(Beginning of Records for the exercise)

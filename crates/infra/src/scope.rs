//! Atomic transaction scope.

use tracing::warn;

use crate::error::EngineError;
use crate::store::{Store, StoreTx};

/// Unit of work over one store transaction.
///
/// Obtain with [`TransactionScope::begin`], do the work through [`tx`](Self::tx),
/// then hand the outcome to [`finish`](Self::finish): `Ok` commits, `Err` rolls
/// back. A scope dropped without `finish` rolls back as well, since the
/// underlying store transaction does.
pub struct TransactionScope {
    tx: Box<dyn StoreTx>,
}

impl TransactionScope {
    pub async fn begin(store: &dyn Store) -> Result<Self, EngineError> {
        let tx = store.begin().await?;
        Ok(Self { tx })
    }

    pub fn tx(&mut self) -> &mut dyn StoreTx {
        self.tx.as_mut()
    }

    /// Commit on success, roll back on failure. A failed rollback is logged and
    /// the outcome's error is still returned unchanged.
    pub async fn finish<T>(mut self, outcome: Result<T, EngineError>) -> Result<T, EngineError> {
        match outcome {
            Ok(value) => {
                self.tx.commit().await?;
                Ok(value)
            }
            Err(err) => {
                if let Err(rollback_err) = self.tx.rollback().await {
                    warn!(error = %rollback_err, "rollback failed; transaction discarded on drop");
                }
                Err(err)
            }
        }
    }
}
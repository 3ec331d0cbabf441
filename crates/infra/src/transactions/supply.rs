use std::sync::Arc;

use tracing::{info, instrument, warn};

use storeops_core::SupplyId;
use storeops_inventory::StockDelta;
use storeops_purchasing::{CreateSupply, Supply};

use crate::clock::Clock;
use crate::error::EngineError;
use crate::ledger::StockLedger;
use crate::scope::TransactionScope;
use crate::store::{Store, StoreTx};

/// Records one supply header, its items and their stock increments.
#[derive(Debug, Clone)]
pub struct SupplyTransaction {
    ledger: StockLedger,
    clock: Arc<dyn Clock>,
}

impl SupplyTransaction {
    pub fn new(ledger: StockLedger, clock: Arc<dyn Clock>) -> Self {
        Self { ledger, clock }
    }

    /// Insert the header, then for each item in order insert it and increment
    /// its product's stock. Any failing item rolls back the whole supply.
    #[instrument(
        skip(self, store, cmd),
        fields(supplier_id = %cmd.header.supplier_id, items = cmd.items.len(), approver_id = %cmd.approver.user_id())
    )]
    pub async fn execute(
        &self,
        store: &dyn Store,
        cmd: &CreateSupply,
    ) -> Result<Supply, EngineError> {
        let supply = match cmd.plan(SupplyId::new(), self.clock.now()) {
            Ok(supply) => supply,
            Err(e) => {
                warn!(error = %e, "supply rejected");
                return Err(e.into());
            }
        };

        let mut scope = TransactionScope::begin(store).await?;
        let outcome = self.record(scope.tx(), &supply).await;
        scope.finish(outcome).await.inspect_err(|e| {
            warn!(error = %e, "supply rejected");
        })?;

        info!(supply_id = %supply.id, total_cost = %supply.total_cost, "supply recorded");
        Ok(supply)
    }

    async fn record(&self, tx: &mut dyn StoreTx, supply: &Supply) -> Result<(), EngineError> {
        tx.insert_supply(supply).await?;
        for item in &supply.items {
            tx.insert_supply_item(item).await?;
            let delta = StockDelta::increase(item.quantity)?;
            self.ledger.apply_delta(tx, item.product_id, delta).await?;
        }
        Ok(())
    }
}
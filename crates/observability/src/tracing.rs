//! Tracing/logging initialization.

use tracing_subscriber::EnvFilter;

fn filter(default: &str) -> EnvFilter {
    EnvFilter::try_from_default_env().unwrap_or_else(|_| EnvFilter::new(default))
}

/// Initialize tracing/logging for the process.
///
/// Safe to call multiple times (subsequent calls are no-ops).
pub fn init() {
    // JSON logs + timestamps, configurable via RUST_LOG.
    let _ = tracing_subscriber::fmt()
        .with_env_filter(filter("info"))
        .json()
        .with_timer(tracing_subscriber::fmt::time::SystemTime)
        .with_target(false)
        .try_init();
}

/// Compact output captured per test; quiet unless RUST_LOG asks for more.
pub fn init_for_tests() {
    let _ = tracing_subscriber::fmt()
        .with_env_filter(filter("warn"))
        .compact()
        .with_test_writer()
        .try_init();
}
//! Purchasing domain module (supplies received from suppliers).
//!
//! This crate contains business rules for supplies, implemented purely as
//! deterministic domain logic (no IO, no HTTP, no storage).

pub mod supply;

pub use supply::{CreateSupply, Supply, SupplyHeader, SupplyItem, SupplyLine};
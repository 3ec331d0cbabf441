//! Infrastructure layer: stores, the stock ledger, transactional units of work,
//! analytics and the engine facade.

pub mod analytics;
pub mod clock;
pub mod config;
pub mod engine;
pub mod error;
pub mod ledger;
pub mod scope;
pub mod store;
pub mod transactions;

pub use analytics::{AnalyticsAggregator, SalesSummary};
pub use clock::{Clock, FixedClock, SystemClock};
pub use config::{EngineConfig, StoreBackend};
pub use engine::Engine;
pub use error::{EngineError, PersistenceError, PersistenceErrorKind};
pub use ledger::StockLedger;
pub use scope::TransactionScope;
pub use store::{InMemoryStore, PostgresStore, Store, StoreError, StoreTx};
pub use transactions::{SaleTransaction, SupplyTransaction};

(End of Records for the exercise)
(Beginning of Records for the exercise)

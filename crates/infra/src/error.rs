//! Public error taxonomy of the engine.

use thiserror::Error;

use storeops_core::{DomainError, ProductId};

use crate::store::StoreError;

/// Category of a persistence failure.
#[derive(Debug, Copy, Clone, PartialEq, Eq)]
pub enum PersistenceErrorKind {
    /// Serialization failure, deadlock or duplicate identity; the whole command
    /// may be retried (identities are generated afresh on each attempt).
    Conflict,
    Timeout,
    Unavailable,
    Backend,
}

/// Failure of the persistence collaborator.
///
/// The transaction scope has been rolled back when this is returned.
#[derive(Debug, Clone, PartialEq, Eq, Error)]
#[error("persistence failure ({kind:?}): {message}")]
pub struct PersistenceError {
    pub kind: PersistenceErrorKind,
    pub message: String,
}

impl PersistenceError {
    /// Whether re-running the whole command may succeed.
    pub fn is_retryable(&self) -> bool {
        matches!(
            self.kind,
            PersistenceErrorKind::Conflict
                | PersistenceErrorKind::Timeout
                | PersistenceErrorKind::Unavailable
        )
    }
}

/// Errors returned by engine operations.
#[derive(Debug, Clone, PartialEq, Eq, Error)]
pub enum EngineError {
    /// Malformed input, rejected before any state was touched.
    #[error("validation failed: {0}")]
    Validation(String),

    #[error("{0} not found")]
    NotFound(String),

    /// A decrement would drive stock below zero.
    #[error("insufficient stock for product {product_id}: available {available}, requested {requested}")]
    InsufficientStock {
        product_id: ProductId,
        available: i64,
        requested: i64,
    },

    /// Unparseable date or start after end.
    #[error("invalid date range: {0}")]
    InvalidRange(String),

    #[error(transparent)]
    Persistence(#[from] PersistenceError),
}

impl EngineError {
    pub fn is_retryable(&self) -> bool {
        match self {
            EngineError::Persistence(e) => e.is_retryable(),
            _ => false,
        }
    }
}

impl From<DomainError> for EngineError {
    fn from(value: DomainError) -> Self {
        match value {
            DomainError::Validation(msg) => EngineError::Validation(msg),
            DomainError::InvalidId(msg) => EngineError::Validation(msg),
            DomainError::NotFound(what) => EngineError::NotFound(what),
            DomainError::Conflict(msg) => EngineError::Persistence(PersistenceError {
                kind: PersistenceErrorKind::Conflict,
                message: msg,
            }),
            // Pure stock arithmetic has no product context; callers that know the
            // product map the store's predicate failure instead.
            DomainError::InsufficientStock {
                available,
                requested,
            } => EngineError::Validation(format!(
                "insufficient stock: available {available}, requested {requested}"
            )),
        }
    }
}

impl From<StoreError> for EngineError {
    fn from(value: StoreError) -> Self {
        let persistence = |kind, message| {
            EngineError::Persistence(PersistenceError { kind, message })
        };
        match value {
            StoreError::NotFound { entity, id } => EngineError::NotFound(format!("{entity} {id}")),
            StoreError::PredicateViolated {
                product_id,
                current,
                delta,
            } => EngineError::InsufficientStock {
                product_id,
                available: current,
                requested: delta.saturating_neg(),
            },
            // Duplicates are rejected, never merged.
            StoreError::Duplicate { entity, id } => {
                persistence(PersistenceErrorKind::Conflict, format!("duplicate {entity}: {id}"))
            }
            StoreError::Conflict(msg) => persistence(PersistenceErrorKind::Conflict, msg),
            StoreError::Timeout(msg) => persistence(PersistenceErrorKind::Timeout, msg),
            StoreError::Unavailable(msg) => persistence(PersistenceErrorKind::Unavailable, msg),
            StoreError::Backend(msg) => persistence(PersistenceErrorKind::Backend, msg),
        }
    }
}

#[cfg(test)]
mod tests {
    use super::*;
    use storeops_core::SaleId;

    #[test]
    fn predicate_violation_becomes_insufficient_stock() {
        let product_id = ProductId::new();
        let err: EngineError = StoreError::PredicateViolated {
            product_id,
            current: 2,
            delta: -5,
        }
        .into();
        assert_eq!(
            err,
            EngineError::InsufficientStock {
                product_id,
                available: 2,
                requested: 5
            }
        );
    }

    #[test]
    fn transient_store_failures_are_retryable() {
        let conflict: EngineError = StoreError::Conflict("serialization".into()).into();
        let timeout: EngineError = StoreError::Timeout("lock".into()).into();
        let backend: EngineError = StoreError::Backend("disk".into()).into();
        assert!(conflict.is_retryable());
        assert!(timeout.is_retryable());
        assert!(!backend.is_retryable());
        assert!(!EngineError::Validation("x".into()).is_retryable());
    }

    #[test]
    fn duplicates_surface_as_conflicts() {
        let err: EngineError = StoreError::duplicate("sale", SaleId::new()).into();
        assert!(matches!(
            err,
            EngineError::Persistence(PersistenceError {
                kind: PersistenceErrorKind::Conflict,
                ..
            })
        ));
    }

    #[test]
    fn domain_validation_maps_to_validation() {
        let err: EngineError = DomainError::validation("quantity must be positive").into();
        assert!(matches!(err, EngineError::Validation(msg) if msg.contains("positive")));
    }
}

(End of Records for the exercise)
(Beginning of Records for the exercise)

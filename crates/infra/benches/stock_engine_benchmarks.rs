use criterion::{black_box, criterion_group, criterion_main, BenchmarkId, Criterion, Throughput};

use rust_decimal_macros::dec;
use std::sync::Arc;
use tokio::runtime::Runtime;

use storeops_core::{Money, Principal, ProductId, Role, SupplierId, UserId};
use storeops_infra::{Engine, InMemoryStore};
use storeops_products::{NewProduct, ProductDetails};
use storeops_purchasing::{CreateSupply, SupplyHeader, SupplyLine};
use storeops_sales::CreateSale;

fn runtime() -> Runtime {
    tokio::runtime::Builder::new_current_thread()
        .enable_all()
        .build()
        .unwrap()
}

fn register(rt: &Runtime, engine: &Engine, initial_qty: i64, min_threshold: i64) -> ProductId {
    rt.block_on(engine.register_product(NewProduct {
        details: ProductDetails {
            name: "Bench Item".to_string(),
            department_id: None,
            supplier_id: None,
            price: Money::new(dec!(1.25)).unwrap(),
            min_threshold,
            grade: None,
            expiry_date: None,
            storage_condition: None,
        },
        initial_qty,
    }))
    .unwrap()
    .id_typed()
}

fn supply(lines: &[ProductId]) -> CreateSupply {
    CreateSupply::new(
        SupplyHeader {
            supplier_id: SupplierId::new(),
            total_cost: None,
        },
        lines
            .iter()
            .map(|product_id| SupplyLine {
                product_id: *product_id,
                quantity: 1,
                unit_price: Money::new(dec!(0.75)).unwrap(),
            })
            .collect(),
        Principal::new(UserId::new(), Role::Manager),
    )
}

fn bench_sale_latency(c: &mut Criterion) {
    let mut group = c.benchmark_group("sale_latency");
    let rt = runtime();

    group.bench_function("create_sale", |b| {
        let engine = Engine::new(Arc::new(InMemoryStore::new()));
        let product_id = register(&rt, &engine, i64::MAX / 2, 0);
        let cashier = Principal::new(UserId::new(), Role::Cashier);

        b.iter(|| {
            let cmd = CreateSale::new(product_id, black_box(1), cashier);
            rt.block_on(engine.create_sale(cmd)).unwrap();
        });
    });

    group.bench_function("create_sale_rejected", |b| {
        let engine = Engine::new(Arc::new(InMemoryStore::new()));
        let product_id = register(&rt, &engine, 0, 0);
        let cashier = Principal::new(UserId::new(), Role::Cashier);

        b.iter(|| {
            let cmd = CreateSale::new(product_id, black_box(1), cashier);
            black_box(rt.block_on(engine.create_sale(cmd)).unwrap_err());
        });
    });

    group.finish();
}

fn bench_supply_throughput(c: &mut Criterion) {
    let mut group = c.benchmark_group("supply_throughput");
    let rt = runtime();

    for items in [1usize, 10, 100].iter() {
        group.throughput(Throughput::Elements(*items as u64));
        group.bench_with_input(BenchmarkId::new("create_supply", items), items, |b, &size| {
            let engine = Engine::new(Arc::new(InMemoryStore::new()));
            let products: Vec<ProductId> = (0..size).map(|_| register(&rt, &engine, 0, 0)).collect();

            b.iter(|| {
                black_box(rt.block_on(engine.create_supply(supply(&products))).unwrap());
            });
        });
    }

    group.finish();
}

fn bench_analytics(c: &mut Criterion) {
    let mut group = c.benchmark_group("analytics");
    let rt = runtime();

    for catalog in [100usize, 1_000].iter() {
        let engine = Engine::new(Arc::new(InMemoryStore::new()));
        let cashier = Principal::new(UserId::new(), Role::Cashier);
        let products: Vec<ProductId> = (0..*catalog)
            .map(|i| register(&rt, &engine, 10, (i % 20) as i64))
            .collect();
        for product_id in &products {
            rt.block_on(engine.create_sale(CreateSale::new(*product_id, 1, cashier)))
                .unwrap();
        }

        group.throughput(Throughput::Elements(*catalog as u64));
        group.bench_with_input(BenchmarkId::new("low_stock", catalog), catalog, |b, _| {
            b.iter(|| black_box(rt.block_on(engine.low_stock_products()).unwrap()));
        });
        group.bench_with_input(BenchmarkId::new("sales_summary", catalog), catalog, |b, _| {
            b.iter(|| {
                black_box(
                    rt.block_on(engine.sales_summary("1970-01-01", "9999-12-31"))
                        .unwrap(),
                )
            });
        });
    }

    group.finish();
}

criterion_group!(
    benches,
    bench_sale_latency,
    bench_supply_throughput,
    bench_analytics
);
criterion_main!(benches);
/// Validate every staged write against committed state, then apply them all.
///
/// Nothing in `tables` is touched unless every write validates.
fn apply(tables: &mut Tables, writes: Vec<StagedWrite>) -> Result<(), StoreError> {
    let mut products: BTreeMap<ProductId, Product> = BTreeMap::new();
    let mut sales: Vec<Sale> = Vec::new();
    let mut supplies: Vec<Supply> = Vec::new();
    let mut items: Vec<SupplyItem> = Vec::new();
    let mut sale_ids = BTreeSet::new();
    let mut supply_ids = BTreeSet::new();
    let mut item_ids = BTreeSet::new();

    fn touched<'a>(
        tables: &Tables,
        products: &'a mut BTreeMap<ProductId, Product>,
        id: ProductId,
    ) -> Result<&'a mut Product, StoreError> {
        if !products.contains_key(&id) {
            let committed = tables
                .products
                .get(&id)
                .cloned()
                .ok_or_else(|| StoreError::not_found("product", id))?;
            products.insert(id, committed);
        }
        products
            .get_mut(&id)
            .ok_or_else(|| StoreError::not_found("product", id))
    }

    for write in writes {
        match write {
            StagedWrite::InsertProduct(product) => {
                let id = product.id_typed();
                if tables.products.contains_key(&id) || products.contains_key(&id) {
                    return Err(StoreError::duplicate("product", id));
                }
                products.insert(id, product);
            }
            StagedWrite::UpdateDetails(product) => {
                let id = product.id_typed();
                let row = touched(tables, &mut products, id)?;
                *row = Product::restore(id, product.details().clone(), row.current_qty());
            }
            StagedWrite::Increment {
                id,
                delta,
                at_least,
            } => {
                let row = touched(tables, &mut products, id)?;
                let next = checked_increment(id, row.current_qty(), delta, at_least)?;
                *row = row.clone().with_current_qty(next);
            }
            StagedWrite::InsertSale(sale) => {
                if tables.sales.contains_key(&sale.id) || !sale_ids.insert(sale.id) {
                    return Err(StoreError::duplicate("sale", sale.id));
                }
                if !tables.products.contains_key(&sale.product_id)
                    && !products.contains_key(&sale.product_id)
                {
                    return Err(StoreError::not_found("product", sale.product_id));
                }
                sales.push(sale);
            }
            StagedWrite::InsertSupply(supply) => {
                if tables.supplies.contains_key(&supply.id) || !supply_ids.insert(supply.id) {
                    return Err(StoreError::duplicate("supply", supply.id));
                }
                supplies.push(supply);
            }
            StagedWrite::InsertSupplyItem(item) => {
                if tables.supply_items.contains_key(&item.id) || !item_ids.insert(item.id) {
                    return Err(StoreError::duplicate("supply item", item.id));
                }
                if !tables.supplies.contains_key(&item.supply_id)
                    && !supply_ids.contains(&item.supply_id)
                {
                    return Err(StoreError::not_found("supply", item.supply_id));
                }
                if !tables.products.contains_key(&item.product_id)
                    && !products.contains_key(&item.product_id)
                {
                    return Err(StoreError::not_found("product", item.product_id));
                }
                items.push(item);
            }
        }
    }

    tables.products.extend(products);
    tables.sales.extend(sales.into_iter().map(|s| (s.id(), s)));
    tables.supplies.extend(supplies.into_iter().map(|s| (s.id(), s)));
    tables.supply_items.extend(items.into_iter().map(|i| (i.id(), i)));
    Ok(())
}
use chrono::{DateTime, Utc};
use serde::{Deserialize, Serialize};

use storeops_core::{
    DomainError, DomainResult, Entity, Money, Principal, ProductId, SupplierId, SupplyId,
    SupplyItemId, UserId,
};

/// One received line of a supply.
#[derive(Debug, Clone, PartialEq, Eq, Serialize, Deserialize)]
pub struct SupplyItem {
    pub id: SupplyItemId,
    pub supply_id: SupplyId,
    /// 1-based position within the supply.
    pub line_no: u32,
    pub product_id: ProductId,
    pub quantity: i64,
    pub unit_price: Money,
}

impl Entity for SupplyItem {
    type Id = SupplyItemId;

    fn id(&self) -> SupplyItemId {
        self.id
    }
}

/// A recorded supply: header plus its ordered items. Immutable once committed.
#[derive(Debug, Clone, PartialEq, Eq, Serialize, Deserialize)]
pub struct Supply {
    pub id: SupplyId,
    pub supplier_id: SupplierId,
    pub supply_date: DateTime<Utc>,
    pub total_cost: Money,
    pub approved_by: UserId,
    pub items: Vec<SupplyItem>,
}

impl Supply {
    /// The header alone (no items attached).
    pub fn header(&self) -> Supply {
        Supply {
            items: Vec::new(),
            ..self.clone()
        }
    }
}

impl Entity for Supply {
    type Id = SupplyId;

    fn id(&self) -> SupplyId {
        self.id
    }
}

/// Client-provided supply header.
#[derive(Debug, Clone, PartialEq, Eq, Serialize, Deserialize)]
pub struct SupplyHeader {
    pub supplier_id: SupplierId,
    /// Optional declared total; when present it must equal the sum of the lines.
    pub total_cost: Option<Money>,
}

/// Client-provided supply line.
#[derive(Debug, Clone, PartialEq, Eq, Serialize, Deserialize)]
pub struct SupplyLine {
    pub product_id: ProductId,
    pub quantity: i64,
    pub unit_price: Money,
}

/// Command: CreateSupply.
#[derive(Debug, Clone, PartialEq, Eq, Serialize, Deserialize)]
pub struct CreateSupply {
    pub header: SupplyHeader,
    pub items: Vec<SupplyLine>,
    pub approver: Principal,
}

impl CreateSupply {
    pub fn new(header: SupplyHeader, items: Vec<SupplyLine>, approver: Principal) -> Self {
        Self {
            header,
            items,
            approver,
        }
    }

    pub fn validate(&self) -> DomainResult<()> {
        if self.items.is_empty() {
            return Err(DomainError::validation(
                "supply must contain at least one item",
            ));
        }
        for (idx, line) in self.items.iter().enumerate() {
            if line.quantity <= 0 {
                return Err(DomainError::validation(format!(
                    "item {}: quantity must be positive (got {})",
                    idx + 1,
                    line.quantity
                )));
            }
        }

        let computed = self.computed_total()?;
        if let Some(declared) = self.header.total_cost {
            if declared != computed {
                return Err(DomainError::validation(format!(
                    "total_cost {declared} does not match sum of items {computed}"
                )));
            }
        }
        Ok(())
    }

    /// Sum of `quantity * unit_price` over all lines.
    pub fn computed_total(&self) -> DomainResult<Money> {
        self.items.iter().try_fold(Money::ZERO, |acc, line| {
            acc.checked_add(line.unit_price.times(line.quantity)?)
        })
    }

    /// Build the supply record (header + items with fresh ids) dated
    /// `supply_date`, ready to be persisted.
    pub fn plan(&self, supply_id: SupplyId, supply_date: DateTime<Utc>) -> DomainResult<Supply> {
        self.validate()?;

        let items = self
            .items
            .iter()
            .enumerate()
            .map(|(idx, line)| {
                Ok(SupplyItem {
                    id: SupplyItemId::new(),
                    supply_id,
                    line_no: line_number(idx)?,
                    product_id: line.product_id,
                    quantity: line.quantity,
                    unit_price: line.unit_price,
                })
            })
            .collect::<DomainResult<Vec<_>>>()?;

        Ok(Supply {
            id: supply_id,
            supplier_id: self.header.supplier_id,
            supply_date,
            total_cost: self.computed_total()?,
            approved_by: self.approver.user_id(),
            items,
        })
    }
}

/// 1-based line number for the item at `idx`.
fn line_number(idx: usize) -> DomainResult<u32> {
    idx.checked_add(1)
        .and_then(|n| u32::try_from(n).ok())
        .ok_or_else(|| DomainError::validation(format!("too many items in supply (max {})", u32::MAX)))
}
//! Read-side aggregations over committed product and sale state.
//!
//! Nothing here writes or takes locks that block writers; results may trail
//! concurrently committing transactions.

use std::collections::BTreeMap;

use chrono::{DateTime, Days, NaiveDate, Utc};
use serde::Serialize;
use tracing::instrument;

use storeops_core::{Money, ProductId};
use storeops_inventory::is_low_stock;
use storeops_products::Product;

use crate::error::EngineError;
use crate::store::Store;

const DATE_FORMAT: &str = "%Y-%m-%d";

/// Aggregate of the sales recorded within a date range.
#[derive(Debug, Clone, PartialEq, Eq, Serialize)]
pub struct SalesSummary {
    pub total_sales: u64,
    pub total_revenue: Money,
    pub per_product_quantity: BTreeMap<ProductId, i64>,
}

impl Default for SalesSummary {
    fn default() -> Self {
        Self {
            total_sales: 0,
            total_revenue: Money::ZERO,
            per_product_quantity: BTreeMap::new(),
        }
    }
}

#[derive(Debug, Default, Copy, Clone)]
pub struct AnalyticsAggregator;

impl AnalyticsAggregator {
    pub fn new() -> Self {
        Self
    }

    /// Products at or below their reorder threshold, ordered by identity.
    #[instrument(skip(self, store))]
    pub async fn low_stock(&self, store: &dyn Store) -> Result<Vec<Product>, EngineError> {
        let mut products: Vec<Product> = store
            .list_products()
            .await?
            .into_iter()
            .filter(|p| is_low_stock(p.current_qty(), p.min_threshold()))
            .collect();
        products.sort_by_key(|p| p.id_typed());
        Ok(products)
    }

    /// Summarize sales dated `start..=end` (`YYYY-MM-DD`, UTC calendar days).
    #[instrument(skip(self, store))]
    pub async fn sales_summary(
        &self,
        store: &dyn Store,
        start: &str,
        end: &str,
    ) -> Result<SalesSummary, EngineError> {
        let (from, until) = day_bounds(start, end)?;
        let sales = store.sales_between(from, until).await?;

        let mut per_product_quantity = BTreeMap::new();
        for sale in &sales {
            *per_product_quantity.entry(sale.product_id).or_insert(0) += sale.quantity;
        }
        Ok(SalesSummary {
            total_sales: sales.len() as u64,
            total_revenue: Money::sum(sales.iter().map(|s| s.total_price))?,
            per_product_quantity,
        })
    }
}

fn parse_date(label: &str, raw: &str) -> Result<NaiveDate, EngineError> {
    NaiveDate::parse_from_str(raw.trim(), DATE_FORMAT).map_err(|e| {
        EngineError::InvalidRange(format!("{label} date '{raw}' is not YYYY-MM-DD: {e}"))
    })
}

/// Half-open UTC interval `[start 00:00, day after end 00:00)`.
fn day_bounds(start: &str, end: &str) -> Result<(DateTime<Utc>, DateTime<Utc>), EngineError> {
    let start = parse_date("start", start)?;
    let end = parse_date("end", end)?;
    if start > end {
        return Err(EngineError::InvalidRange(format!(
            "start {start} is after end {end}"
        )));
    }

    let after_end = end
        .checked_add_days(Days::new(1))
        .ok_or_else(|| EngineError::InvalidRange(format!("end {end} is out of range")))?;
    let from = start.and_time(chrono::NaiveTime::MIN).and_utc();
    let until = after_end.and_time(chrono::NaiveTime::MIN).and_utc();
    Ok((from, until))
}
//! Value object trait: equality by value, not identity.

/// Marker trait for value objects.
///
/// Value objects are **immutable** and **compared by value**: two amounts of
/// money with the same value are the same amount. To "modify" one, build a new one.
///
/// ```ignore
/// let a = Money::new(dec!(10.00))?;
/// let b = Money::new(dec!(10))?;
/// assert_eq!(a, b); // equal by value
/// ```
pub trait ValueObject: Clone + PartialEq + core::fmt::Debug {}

(End of Records for the exercise)

• What is being asked:
Show, from the entries above, every line that includes the string "lines".

• Output of the task:
fn supply(lines: &[ProductId]) -> CreateSupply {
        lines
    /// Optional declared total; when present it must equal the sum of the lines.
    /// Sum of `quantity * unit_price` over all lines.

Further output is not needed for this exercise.